Ne m'as-tu point reconnu, non pour le maître de Grenade en sa splendeur, mais plutôt ce calandar comme les autres sous les étoiles, qu'on disait cette nuit-là comme au secours de leur âme humiliée être tous fils de roi. Te souviens-tu de celui qui avait le secret des arbres, de celui dans ses mains qui avait connaissance de la terre et des germinations ? Te souviens-tu de celui qui niait Dieu pour en mourir ? Et le grammairien parlait du futur, mais toi tu chantais l'avenir...
MEDJNOÛN
Ô fou qui mérite son nom, je chantais l'avenir... mais n'était-ce point toi qui m'y avais provoqué ? Qu'étais-tu donc venu chercher sous un déguisement parmi ces hommes ? Et croyais-tu pouvoir par un mensonge en eux trouver la vérité ? Je me souviens de toi maintenant, portefaix, après le travail, semblait-il, venu t'instruire d'une science en secret transmise : un homme de toile grossière, en qui ne se résumait qu'une seule interrogation...
BOABDIL
Oui, j'étais uniquement une question posée, et vous ne l'entendiez point, déchirés de querelles où je n'avais entrée.
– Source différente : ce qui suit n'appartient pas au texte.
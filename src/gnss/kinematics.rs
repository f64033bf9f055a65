//! GNSS fixes to local Cartesian kinematics
//!
//! The local frame is east-north-up anchored at the first fix, on a spherical
//! earth. Accurate enough for drives of a few tens of kilometres.

use crate::error::{ensure_len, FusionError, FusionResult};
use crate::types::{GnssTrack, Vec3, WorldSeries};
use crate::units::validate_timestamps;

/// Great-circle distance between two fixes given in radians [m].
pub fn haversine_distance(lat1: f64, lon1: f64, lat2: f64, lon2: f64, earth_radius: f64) -> f64 {
    let d_lat = lat2 - lat1;
    let d_lon = lon2 - lon1;
    let a = (d_lat / 2.0).sin().powi(2) + lat1.cos() * lat2.cos() * (d_lon / 2.0).sin().powi(2);
    let c = 2.0 * a.sqrt().atan2((1.0 - a).max(0.0).sqrt());
    earth_radius * c
}

/// Great-circle length of the whole track [m].
pub fn track_distance(track: &GnssTrack, earth_radius: f64) -> f64 {
    track
        .latitude
        .windows(2)
        .zip(track.longitude.windows(2))
        .map(|(lat, lon)| haversine_distance(lat[0], lon[0], lat[1], lon[1], earth_radius))
        .sum()
}

fn check_track(track: &GnssTrack) -> FusionResult<()> {
    ensure_len("gnss latitude", track.times.len(), track.latitude.len())?;
    ensure_len("gnss longitude", track.times.len(), track.longitude.len())?;
    ensure_len("gnss altitude", track.times.len(), track.altitude.len())?;
    validate_timestamps(&track.times)?;
    for (what, values) in [
        ("gnss latitude", &track.latitude),
        ("gnss longitude", &track.longitude),
        ("gnss altitude", &track.altitude),
    ] {
        if let Some(index) = values.iter().position(|v| !v.is_finite()) {
            return Err(FusionError::NonFinite { what, index });
        }
    }
    Ok(())
}

/// Accumulate per-fix displacements into local positions, first fix at origin.
///
/// East displacement is scaled by the cosine of the mean latitude of each step.
pub fn positions_from_geodetic(track: &GnssTrack, earth_radius: f64) -> FusionResult<WorldSeries> {
    check_track(track)?;

    let mut positions = Vec::with_capacity(track.len());
    let mut current = Vec3::zeros();
    for i in 0..track.len() {
        if i > 0 {
            let mid_lat = 0.5 * (track.latitude[i] + track.latitude[i - 1]);
            current.x += earth_radius * mid_lat.cos() * (track.longitude[i] - track.longitude[i - 1]);
            current.y += earth_radius * (track.latitude[i] - track.latitude[i - 1]);
            current.z += track.altitude[i] - track.altitude[i - 1];
        }
        positions.push(current);
    }
    Ok(WorldSeries::new(positions))
}

/// Finite-difference derivative, centred over `half_window` samples on each
/// side and one-sided where the window runs off either end.
pub fn differentiate(times: &[f64], values: &[Vec3], half_window: usize) -> FusionResult<Vec<Vec3>> {
    ensure_len("differentiated series", times.len(), values.len())?;
    if half_window == 0 {
        return Err(FusionError::InvalidConfig(
            "derivative half-window must be at least 1".to_string(),
        ));
    }
    let n = values.len();
    if n < 2 {
        return Err(FusionError::InsufficientSamples {
            what: "finite difference",
            needed: 2,
            found: n,
        });
    }

    (0..n)
        .map(|i| {
            let lo = i.saturating_sub(half_window);
            let hi = (i + half_window).min(n - 1);
            let dt = times[hi] - times[lo];
            if !(dt > 0.0) {
                return Err(FusionError::NonMonotonicTimestamps {
                    index: hi,
                    previous: times[lo],
                    current: times[hi],
                });
            }
            Ok((values[hi] - values[lo]) / dt)
        })
        .collect()
}

pub fn velocities(times: &[f64], positions: &WorldSeries, half_window: usize) -> FusionResult<WorldSeries> {
    differentiate(times, positions, half_window).map(WorldSeries::new)
}

pub fn accelerations(times: &[f64], positions: &WorldSeries, half_window: usize) -> FusionResult<WorldSeries> {
    let velocity = velocities(times, positions, half_window)?;
    velocities(times, &velocity, half_window)
}

/// Ground speed, ignoring the vertical component.
pub fn speeds(velocities: &WorldSeries) -> Vec<f64> {
    velocities.iter().map(|v| v.xy().norm()).collect()
}

/// GNSS position, velocity and ground speed on a common time grid
#[derive(Clone, Debug, PartialEq)]
pub struct GnssKinematics {
    pub positions: WorldSeries,
    pub velocities: WorldSeries,
    pub speeds: Vec<f64>,
}

impl GnssKinematics {
    pub fn from_positions(
        times: &[f64],
        positions: WorldSeries,
        half_window: usize,
    ) -> FusionResult<Self> {
        let velocities = velocities(times, &positions, half_window)?;
        Ok(Self {
            speeds: speeds(&velocities),
            velocities,
            positions,
        })
    }

    pub fn len(&self) -> usize {
        self.positions.len()
    }

    pub fn is_empty(&self) -> bool {
        self.positions.is_empty()
    }
}

/// Linearly interpolate `values` sampled at `source_times` onto `target_times`.
/// Targets outside the source span take the nearest end value.
pub fn resample_linear(
    source_times: &[f64],
    values: &[Vec3],
    target_times: &[f64],
) -> FusionResult<Vec<Vec3>> {
    ensure_len("resampled series", source_times.len(), values.len())?;
    validate_timestamps(source_times)?;
    let (Some(&first), Some(&last)) = (source_times.first(), source_times.last()) else {
        return Err(FusionError::InsufficientSamples {
            what: "resampling",
            needed: 1,
            found: 0,
        });
    };

    let resampled = target_times
        .iter()
        .map(|&t| {
            if t <= first {
                return values[0];
            }
            if t >= last {
                return values[values.len() - 1];
            }
            // first source index with time > t; 1 <= upper < n here
            let upper = source_times.partition_point(|&s| s <= t);
            let lower = upper - 1;
            let span = source_times[upper] - source_times[lower];
            let frac = (t - source_times[lower]) / span;
            values[lower] + (values[upper] - values[lower]) * frac
        })
        .collect();
    Ok(resampled)
}

#[cfg(test)]
mod tests {
    use super::*;
    use approx::assert_abs_diff_eq;

    const R: f64 = 6_371_000.0;

    fn track(latitude: Vec<f64>, longitude: Vec<f64>) -> GnssTrack {
        let n = latitude.len();
        GnssTrack {
            times: (0..n).map(|i| i as f64).collect(),
            latitude,
            longitude,
            altitude: (0..n).map(|i| 100.0 + i as f64).collect(),
        }
    }

    #[test]
    fn test_northward_track() {
        let lat: Vec<f64> = (0..5).map(|i| 0.8 + i as f64 * 1e-5).collect();
        let positions = positions_from_geodetic(&track(lat, vec![0.2; 5]), R).unwrap();
        assert_abs_diff_eq!(positions[0], Vec3::zeros());
        assert_abs_diff_eq!(positions[4], Vec3::new(0.0, 4.0 * R * 1e-5, 4.0), epsilon = 1e-6);
    }

    #[test]
    fn test_eastward_track_scales_with_latitude() {
        let lon: Vec<f64> = (0..3).map(|i| i as f64 * 1e-5).collect();
        let at_equator = positions_from_geodetic(&track(vec![0.0; 3], lon.clone()), R).unwrap();
        let at_60 = positions_from_geodetic(&track(vec![60f64.to_radians(); 3], lon), R).unwrap();
        assert_abs_diff_eq!(at_equator[2].x, 2.0 * R * 1e-5, epsilon = 1e-6);
        assert_abs_diff_eq!(at_60[2].x, R * 1e-5, epsilon = 1e-6);
    }

    #[test]
    fn test_local_distance_matches_haversine() {
        let lat = vec![0.8, 0.8 + 2e-5];
        let lon = vec![0.2, 0.2 + 3e-5];
        let positions = positions_from_geodetic(&track(lat.clone(), lon.clone()), R).unwrap();
        let d = haversine_distance(lat[0], lon[0], lat[1], lon[1], R);
        assert_abs_diff_eq!(positions[1].xy().norm(), d, epsilon = 1e-3);
    }

    #[test]
    fn test_track_distance_sums_segments() {
        // two northward legs and one eastward leg at the equator
        let lat = vec![0.0, 1e-5, 2e-5, 2e-5];
        let lon = vec![0.0, 0.0, 0.0, 3e-5];
        let distance = track_distance(&track(lat, lon), R);
        assert_abs_diff_eq!(distance, R * 5e-5, epsilon = 1e-3);
        assert_eq!(track_distance(&GnssTrack::default(), R), 0.0);
    }

    #[test]
    fn test_kinematics_from_positions() {
        let times: Vec<f64> = (0..10).map(|i| i as f64).collect();
        let positions: WorldSeries = times.iter().map(|t| Vec3::new(3.0 * t, 4.0 * t, 1.0)).collect();
        let kinematics = GnssKinematics::from_positions(&times, positions, 1).unwrap();
        assert_eq!(kinematics.len(), 10);
        assert_abs_diff_eq!(kinematics.velocities[5], Vec3::new(3.0, 4.0, 0.0), epsilon = 1e-12);
        assert_abs_diff_eq!(kinematics.speeds[5], 5.0, epsilon = 1e-12);
    }

    #[test]
    fn test_differentiate_quadratic() {
        let times: Vec<f64> = (0..20).map(|i| i as f64 * 0.5).collect();
        let positions: WorldSeries = times.iter().map(|t| Vec3::new(t * t, 3.0 * t, 1.0)).collect();
        let velocity = velocities(&times, &positions, 1).unwrap();
        // centred difference is exact for a parabola on a uniform grid
        for i in 1..19 {
            assert_abs_diff_eq!(velocity[i], Vec3::new(2.0 * times[i], 3.0, 0.0), epsilon = 1e-9);
        }
        let accel = accelerations(&times, &positions, 1).unwrap();
        assert_abs_diff_eq!(accel[10].x, 2.0, epsilon = 1e-9);
        assert_abs_diff_eq!(speeds(&velocity)[10], (4.0 * times[10] * times[10] + 9.0).sqrt(), epsilon = 1e-9);
    }

    #[test]
    fn test_differentiate_rejects_repeated_fix_times() {
        let times = [0.0, 1.0, 1.0];
        let values = [Vec3::zeros(); 3];
        assert!(matches!(
            differentiate(&times, &values, 1),
            Err(FusionError::NonMonotonicTimestamps { .. })
        ));
    }

    #[test]
    fn test_resample_linear() {
        let source = [0.0, 1.0, 3.0];
        let values = [Vec3::zeros(), Vec3::new(2.0, 0.0, 0.0), Vec3::new(2.0, 4.0, 0.0)];
        let out = resample_linear(&source, &values, &[-1.0, 0.5, 1.0, 2.0, 5.0]).unwrap();
        assert_abs_diff_eq!(out[0], Vec3::zeros());
        assert_abs_diff_eq!(out[1], Vec3::new(1.0, 0.0, 0.0), epsilon = 1e-12);
        assert_abs_diff_eq!(out[2], Vec3::new(2.0, 0.0, 0.0), epsilon = 1e-12);
        assert_abs_diff_eq!(out[3], Vec3::new(2.0, 2.0, 0.0), epsilon = 1e-12);
        assert_abs_diff_eq!(out[4], Vec3::new(2.0, 4.0, 0.0), epsilon = 1e-12);
    }

    #[test]
    fn test_track_contract() {
        let mut bad = track(vec![0.0; 3], vec![0.0; 3]);
        bad.altitude.pop();
        assert!(matches!(
            positions_from_geodetic(&bad, R),
            Err(FusionError::LengthMismatch { .. })
        ));
        assert!(resample_linear(&[], &[], &[0.0]).is_err());
    }
}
Une question, rien d'autre. Et c'était pour elle que j'avais dépouillé la splendeur, que je m'étais fait le plus humble d'entre vous. Pour elle, uniquement. Une question qui s'est levée en moi dès mon enfance. Un jour que dans le clair-obscur des eaux j'avais vu les yeux de mon père. Une question qui m'a suivi dans l'exil et l'abaissement. Une question dont j'ai cherché réponse entre les bras des femmes. Une question dont j'ai cru trouver réponse dans la perfection qui sort d'une main d'homme, et longtemps la beauté m'a conduit par les chemins que je croyais être ceux du Bien. Et c'est pour y connaître la réponse que j'avais voulu sans attendre être Roi. Pour la connaître que j'ai conduit à l'ennemi mon armée. Et quand j'étais prisonnier des Chrétiens, rien d'autre ne me tenait éveillé la nuit : oui ou non, le Mal est-il de Dieu voulu ? Sache, ô Medjnoûn, que c'est là profondément le drame des Rois. Le drame du Pouvoir qui ne peut se maintenir que d'injustice. Et si le Pouvoir est délégation de Dieu, c'est sur son ordre alors que le Roi fait le mal pour prouver Dieu, voilà ce que je me répétais dans mon jour intérieur... Voilà la question à quoi je demandais cette nuit d'incendie encore une fois à l'étrange assemblée au cœur du mardj éclaircissement, qui me rendît possible d'exercer mon emploi royal, sans aussitôt me voir dévoré par le doute de Dieu...
MEDJNOÛN
Ainsi tu venais demander à ceux-là dont tu fis par la suite trancher la tête, ou que tes juges ont jetés vivants à la moisissure... tu venais demander prétexte à continuer ton jeu sacrilège, excuse à ton pouvoir, justification de tes crimes... Comme tout à l'heure à mes yeux tu prétendais te sauver accusant tes gardes... Mais, quand il s'agit du Pouvoir, alors il t'est besoin d'un boucher plus large, une ombre plus épaisse, et tu te caches derrière Dieu...
BOABDIL
Pourquoi m'accables-tu, vieillard, à cette heure où la partie est jouée et perdue ? Peux-tu croire un instant que, si je ne croyais pas tenir d'Allah ma puissance, j'eusse pu l'exercer, et consentir à ce sang répandu ? Mais il est difficile à une pauvre tête d'homme de concilier la grandeur et la bonté de Dieu avec le Mal qu'il exige de moi que je fasse... Toute ma vie aura passé dans ce cauchemar de Dieu, source à la fois du Bien et du Mal : et quand je voulais laver Dieu de cette souillure d'inspirer à sa créature un mal pour lequel ensuite il le punit, comme un agent double, alors l'épouvante me revenait de penser que si le mal existe en dehors de Dieu, s'il n'est point de sa création, Dieu n'est plus Dieu, le seul, et le Mal s'oppose au Bien, comme le peuple au Roi...
MEDJNOÛN
Ainsi tu t'es donné cette longue incertitude... Que te cachais-tu donc par là, ne le vois-tu point ? Si le Mal et le Bien pour toi demeuraient inconciliables en Dieu, cependant tu voyais le Bien, tu voyais le Mal. Ils existaient. Mais avais-tu jamais pu voir le terrain de leur lutte ? Avais-tu jamais vu ce Dieu qui se devait d'être d'en être la source jumelée ? Décidément les rois n'ont guère d'intelligence. L'idée en toi n'a donc jamais surgi que cette difficulté se pouvait aisément résoudre à la seule condition d'abandonner le prédicat de Dieu ?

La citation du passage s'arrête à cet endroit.